What is the number of lines below that include the string "coupons"? Provide that number alone.
----- Material supplied -----
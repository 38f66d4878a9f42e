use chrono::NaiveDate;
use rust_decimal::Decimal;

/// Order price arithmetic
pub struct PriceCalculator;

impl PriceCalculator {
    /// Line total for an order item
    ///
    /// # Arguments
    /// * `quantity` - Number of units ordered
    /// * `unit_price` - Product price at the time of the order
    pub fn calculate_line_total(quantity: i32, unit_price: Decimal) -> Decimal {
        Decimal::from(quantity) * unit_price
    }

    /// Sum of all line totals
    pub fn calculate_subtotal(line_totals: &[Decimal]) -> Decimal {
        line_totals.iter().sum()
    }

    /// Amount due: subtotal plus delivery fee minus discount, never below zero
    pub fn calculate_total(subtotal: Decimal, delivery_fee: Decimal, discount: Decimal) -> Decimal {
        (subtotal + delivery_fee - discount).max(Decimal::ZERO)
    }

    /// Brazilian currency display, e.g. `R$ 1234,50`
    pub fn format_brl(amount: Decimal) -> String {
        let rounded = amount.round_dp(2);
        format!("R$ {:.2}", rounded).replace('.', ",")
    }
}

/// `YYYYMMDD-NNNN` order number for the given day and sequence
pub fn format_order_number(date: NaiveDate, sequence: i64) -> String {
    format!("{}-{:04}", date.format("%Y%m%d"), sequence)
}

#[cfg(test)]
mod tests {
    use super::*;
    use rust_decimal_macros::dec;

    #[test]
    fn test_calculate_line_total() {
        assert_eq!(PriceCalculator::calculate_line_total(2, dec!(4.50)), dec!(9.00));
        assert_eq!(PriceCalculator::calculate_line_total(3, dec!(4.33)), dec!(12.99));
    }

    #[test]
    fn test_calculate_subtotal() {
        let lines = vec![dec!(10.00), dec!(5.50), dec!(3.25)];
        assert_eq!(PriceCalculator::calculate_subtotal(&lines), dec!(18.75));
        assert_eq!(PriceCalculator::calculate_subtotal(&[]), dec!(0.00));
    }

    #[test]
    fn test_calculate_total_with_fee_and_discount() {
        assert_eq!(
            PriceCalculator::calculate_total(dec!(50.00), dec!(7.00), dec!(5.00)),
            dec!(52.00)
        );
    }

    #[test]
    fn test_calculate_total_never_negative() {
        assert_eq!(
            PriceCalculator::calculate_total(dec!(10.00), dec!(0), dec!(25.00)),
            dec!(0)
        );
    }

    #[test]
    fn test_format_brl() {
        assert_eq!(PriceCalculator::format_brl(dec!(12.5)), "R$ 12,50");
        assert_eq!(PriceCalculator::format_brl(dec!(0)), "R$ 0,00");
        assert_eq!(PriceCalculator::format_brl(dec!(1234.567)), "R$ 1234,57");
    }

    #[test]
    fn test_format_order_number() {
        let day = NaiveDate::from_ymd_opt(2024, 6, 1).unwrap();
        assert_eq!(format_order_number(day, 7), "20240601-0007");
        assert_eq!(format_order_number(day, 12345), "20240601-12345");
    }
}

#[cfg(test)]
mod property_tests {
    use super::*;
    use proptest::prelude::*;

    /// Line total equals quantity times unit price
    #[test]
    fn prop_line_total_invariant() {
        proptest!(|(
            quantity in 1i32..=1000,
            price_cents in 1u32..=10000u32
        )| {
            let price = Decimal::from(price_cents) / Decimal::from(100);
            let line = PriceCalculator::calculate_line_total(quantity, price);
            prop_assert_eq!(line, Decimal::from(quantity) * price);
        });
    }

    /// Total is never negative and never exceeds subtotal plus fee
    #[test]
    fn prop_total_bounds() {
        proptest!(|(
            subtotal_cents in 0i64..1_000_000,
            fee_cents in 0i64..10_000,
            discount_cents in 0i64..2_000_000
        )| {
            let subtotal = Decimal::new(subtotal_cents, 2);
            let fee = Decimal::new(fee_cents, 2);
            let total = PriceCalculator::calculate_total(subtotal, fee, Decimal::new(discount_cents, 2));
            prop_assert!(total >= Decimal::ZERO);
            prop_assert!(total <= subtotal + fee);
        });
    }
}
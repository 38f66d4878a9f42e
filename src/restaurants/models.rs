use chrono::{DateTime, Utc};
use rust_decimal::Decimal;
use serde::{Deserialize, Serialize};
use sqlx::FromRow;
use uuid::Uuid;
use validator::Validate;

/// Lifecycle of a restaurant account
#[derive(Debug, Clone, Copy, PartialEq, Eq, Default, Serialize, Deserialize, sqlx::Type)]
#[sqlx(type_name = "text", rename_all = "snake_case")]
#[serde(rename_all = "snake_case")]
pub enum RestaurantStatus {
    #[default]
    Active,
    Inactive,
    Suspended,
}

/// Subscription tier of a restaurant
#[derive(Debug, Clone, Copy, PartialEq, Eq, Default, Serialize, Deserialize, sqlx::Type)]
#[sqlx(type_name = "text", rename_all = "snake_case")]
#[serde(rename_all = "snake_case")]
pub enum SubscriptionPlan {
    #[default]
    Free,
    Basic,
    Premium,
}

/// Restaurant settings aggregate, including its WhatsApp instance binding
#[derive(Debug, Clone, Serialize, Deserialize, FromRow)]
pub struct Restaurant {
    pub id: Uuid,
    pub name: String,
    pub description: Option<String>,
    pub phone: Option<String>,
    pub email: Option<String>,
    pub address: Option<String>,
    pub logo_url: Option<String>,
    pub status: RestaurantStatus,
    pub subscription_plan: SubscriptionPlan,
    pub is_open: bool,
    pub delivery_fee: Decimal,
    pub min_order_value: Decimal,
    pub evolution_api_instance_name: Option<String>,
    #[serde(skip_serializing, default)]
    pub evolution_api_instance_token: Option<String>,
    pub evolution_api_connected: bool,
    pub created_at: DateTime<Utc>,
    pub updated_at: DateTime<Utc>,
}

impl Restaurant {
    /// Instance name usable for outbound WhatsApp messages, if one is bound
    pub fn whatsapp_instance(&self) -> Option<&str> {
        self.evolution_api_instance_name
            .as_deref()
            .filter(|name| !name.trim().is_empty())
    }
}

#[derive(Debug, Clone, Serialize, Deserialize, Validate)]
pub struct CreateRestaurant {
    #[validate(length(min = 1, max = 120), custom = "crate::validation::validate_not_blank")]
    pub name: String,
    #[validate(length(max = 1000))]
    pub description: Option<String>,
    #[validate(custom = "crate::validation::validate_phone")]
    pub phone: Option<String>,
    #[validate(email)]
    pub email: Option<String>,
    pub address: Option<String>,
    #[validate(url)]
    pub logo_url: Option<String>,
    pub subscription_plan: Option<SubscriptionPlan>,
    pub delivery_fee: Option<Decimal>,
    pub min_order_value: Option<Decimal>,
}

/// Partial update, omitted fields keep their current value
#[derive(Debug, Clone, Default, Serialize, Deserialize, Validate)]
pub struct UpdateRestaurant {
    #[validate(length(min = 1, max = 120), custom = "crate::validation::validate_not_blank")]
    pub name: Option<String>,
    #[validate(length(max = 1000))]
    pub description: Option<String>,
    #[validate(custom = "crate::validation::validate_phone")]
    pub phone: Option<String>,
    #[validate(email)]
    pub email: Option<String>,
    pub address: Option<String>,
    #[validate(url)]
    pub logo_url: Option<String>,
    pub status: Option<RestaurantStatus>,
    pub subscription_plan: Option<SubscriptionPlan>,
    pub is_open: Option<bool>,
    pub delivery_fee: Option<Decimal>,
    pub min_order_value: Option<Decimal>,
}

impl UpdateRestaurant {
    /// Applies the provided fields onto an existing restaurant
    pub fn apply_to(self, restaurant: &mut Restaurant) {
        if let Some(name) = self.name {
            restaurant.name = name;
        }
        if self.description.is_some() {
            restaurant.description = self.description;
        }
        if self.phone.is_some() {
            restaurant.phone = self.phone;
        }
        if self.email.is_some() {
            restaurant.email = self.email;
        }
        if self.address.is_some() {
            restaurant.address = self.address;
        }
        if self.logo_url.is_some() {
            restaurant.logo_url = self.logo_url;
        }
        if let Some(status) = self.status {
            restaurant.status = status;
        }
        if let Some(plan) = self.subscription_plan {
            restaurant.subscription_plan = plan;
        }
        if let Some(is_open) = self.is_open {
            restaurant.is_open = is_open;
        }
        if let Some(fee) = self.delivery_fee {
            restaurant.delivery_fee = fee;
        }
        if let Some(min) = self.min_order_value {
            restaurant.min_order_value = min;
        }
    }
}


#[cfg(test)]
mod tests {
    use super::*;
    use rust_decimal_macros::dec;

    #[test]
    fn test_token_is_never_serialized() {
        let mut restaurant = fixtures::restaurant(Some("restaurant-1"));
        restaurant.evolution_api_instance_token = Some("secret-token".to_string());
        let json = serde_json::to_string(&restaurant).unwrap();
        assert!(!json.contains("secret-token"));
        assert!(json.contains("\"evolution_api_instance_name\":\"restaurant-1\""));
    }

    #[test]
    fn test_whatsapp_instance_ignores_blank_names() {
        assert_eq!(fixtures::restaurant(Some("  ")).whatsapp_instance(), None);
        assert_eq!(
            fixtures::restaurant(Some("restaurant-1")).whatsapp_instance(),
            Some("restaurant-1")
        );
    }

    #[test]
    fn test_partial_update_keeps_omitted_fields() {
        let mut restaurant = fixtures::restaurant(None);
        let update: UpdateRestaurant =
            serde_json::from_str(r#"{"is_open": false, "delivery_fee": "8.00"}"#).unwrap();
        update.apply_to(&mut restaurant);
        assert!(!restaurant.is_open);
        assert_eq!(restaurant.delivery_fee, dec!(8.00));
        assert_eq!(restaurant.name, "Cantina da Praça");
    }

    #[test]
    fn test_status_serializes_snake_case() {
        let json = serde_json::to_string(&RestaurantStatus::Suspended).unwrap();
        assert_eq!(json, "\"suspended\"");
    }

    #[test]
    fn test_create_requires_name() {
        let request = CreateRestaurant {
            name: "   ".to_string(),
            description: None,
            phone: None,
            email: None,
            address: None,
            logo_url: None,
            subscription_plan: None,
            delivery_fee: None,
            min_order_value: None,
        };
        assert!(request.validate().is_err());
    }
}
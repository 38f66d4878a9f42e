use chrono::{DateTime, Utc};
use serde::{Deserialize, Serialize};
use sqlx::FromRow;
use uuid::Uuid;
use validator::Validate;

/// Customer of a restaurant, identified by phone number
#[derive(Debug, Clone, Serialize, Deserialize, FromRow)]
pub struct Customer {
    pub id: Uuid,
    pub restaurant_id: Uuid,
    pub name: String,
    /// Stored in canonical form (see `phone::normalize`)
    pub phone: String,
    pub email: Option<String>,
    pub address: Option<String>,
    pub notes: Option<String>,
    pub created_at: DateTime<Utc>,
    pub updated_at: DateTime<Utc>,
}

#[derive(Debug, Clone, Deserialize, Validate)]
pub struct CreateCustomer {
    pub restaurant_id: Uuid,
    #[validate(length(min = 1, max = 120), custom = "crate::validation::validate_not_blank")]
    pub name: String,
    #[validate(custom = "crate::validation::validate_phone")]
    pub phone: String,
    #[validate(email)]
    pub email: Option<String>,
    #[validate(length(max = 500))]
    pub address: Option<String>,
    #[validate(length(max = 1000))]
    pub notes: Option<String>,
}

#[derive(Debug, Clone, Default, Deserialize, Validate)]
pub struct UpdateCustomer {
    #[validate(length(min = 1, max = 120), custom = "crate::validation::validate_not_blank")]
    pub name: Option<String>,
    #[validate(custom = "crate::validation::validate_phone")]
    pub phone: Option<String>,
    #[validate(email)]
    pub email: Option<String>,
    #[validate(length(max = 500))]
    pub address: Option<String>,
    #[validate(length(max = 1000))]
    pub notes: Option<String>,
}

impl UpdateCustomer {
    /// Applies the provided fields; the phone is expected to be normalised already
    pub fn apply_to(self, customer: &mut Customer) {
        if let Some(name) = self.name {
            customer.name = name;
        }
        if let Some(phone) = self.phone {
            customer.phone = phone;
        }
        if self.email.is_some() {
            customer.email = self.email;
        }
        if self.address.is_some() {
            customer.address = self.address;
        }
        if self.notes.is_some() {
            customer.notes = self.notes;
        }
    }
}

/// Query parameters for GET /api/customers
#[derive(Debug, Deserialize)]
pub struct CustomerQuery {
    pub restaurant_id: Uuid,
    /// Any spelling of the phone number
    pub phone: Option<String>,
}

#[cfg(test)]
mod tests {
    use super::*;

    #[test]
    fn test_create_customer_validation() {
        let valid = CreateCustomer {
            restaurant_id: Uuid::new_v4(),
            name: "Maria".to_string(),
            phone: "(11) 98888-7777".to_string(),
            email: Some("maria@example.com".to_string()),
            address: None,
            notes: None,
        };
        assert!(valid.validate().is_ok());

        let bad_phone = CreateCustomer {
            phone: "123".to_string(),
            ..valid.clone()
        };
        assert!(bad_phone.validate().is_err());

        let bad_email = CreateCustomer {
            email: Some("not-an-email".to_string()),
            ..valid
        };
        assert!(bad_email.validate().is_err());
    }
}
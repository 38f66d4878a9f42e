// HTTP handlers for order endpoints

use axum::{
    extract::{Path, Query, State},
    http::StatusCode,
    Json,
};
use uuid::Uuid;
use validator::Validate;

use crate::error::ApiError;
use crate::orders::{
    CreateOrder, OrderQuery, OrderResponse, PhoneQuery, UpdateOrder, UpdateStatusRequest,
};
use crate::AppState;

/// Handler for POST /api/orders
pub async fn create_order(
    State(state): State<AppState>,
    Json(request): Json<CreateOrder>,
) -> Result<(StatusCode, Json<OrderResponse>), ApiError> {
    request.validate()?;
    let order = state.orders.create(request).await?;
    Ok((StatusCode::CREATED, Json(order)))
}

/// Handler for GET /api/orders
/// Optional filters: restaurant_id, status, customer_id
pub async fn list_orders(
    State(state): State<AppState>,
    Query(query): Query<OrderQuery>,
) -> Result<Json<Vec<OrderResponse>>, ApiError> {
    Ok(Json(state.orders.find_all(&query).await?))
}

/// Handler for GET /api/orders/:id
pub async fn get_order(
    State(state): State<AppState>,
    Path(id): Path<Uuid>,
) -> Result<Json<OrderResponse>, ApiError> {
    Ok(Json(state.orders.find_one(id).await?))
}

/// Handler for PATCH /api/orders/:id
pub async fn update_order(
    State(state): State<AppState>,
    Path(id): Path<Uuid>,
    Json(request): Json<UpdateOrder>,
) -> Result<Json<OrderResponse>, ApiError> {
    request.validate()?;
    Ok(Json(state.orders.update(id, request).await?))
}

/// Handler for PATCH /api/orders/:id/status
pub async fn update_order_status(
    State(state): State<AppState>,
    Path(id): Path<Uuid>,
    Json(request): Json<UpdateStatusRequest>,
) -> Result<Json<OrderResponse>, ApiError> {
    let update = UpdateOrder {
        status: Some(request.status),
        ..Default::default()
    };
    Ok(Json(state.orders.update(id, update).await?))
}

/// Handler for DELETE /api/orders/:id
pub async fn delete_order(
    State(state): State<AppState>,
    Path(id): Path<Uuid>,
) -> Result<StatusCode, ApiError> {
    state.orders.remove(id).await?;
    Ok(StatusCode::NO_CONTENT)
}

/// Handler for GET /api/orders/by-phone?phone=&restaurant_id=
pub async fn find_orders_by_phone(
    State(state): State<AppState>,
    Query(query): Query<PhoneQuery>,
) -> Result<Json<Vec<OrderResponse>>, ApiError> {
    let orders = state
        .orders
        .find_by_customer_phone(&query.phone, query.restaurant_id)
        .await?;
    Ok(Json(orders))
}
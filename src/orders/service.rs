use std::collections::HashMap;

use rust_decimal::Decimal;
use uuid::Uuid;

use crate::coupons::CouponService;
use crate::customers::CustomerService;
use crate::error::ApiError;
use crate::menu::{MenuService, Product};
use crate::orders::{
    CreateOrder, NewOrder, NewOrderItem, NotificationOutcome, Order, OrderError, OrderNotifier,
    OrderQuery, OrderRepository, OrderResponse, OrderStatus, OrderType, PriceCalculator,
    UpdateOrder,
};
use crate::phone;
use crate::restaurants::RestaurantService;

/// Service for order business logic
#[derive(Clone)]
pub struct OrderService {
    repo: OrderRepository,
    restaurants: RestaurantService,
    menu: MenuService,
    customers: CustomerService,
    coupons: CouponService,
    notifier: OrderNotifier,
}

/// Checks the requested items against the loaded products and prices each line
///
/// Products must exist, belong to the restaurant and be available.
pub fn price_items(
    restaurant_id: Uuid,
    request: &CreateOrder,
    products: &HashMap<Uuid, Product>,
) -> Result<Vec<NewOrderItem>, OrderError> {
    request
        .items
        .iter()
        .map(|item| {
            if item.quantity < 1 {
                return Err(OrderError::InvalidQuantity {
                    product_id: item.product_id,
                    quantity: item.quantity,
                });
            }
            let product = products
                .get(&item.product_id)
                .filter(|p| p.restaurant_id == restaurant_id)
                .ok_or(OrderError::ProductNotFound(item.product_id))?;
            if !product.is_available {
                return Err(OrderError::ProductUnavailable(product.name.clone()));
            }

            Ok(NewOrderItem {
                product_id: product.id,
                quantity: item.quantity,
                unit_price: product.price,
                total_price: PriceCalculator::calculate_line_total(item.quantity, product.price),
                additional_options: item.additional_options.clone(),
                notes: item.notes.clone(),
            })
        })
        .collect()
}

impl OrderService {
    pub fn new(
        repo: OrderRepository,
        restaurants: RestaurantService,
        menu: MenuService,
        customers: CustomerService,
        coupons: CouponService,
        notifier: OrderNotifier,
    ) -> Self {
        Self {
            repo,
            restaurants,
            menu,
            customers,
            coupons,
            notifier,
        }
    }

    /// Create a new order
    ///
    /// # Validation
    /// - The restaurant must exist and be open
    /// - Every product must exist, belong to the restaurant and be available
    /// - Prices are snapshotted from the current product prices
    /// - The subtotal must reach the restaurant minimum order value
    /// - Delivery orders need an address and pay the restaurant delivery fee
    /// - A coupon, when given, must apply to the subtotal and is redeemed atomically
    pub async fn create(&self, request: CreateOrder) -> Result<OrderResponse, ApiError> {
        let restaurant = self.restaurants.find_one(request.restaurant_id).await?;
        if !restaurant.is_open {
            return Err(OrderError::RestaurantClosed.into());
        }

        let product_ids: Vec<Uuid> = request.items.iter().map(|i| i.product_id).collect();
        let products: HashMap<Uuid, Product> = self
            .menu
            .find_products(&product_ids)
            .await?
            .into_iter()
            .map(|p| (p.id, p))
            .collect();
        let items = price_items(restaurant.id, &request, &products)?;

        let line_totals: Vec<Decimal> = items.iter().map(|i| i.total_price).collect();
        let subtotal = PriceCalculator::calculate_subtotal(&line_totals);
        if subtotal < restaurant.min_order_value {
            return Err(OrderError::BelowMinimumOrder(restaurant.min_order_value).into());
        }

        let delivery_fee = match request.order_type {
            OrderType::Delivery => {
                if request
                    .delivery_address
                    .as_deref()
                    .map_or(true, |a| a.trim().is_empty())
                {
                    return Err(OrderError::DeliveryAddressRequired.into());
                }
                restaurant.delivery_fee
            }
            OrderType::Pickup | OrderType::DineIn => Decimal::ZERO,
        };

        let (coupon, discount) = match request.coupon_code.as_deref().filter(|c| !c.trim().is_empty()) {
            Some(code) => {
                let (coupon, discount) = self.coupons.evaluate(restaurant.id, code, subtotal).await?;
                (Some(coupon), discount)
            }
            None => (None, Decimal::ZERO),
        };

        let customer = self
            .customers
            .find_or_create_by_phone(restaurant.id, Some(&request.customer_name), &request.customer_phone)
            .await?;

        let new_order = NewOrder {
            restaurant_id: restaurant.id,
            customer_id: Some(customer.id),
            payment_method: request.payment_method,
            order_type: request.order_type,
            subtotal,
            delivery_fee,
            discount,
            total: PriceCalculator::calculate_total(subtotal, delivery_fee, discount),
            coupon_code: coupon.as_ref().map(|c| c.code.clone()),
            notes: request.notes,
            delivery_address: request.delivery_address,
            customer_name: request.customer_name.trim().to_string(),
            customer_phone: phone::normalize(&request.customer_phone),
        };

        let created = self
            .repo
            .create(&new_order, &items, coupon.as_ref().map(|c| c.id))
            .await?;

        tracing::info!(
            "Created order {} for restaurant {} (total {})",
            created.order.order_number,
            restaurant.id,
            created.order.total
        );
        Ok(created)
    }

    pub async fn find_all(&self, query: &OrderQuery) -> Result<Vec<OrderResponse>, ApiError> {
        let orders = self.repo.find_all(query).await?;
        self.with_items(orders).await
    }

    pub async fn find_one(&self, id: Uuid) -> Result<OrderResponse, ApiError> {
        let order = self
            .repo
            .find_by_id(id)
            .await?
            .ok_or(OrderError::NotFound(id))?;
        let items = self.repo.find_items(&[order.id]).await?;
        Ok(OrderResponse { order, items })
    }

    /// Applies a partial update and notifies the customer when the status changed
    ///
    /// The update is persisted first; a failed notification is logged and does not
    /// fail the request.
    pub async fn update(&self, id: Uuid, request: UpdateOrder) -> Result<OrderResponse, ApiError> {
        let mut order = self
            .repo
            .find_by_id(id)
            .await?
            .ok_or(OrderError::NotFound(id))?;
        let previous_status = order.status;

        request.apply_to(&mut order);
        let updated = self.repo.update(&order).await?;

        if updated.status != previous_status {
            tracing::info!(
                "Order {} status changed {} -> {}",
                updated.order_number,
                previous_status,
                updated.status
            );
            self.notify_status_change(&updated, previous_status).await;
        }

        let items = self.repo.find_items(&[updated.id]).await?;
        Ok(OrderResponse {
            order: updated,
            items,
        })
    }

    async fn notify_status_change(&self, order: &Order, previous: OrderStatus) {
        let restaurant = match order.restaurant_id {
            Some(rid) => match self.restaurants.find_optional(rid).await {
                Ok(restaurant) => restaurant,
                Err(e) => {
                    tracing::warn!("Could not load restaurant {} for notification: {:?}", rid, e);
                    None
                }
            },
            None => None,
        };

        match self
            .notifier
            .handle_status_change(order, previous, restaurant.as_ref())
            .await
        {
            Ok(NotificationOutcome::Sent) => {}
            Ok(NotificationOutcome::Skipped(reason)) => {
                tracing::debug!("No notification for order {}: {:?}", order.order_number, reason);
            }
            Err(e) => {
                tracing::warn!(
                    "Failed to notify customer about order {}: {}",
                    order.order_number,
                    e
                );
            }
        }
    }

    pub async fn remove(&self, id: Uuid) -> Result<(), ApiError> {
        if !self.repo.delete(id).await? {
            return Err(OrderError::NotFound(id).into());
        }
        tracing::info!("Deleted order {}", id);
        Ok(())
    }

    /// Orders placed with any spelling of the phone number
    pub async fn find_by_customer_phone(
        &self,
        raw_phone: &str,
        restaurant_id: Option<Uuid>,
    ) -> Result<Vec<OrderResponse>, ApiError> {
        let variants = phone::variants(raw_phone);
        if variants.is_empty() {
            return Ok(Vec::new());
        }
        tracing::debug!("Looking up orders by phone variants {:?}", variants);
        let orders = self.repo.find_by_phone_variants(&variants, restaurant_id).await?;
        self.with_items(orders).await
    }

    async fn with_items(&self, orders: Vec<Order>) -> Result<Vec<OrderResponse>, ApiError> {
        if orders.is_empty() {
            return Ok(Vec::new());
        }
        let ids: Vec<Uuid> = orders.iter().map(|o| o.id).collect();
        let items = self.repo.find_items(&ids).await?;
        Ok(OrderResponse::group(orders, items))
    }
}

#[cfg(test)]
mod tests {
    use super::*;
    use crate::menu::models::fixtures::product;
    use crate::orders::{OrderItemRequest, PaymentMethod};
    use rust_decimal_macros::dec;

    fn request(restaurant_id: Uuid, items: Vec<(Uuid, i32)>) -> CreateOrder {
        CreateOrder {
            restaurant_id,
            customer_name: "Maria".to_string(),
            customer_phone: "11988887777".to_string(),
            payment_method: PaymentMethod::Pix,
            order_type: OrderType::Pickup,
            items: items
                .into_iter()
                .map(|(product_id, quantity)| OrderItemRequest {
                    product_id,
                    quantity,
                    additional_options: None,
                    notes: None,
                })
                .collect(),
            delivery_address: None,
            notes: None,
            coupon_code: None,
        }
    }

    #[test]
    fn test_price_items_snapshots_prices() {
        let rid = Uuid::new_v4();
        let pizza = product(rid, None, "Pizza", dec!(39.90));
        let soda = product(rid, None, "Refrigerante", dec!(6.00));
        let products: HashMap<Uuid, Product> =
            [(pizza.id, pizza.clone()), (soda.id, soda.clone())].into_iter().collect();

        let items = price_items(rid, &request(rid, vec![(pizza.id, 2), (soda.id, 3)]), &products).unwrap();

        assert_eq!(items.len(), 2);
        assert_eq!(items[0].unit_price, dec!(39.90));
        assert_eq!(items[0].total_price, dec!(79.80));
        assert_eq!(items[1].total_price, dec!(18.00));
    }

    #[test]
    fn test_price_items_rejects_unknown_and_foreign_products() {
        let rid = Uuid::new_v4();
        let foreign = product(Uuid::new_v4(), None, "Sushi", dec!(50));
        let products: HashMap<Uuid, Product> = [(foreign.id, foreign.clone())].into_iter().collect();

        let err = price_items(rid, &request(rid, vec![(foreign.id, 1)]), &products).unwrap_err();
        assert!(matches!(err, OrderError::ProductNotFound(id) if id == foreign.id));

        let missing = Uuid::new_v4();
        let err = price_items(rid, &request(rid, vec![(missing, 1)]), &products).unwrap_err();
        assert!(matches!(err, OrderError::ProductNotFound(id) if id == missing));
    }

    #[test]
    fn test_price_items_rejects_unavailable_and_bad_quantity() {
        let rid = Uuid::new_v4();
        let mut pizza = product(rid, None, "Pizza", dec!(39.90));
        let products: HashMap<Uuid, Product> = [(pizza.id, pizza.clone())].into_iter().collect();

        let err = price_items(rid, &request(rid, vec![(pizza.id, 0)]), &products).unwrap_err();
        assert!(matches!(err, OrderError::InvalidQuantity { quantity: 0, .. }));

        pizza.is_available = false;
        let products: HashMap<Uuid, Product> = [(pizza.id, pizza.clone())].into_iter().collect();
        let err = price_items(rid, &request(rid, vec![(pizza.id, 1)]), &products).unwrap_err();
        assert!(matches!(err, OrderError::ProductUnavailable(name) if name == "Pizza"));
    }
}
-----
## Result of the exercise:
5